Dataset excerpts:
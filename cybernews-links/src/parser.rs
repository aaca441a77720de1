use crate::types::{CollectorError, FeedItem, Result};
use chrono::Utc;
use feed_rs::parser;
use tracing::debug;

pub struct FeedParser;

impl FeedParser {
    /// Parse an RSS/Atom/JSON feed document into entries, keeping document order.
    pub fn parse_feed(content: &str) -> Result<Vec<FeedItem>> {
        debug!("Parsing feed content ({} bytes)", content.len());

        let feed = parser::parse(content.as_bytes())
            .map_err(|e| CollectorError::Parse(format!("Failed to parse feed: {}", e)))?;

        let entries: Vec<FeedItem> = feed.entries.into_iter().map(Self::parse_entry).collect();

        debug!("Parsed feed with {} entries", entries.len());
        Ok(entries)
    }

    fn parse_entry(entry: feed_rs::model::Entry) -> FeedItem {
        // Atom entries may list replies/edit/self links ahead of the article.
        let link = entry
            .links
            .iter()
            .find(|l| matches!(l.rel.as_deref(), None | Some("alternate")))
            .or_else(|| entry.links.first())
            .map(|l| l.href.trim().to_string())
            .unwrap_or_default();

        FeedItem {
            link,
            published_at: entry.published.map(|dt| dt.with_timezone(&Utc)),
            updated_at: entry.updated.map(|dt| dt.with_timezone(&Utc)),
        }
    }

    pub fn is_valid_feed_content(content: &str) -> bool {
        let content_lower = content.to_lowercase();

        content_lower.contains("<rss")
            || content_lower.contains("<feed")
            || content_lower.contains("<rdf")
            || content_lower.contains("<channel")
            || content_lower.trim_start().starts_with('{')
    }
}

---

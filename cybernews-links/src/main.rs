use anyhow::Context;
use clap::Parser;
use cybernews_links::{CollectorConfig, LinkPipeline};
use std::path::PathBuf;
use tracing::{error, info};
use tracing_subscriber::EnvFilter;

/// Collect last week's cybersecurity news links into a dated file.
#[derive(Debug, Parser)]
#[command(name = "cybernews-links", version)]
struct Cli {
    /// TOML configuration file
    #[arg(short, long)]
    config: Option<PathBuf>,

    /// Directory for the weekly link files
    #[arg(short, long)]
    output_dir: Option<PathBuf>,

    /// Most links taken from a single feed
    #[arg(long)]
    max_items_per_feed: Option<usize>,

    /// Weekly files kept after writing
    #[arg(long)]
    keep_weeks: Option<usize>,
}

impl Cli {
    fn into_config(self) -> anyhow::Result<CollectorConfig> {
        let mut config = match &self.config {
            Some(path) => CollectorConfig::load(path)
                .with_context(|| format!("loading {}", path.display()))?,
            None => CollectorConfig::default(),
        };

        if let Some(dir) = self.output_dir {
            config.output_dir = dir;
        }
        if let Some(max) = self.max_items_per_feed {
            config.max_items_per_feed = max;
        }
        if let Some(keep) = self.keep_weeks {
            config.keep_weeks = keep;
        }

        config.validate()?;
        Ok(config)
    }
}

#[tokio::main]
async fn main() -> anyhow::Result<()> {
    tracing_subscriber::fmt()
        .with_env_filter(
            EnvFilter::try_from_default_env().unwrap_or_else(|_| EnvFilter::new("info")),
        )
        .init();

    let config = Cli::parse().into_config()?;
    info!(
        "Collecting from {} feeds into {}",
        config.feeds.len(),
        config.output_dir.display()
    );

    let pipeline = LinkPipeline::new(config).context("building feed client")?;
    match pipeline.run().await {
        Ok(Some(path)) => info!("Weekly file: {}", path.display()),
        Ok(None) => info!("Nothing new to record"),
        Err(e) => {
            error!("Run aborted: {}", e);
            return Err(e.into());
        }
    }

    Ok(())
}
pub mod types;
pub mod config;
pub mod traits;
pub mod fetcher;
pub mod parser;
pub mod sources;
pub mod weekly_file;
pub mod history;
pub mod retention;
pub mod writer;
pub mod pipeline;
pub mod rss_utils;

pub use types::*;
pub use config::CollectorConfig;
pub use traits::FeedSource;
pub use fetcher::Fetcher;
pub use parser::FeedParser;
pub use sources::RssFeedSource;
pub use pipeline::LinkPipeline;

• [Task description] From the entries, report every line in which the string "FeedItem" occurs.

• [Your solution]
use crate::types::{CollectorError, FeedItem, Result};
    pub fn parse_feed(content: &str) -> Result<Vec<FeedItem>> {
        let entries: Vec<FeedItem> = feed.entries.into_iter().map(Self::parse_entry).collect();
    fn parse_entry(entry: feed_rs::model::Entry) -> FeedItem {
        FeedItem {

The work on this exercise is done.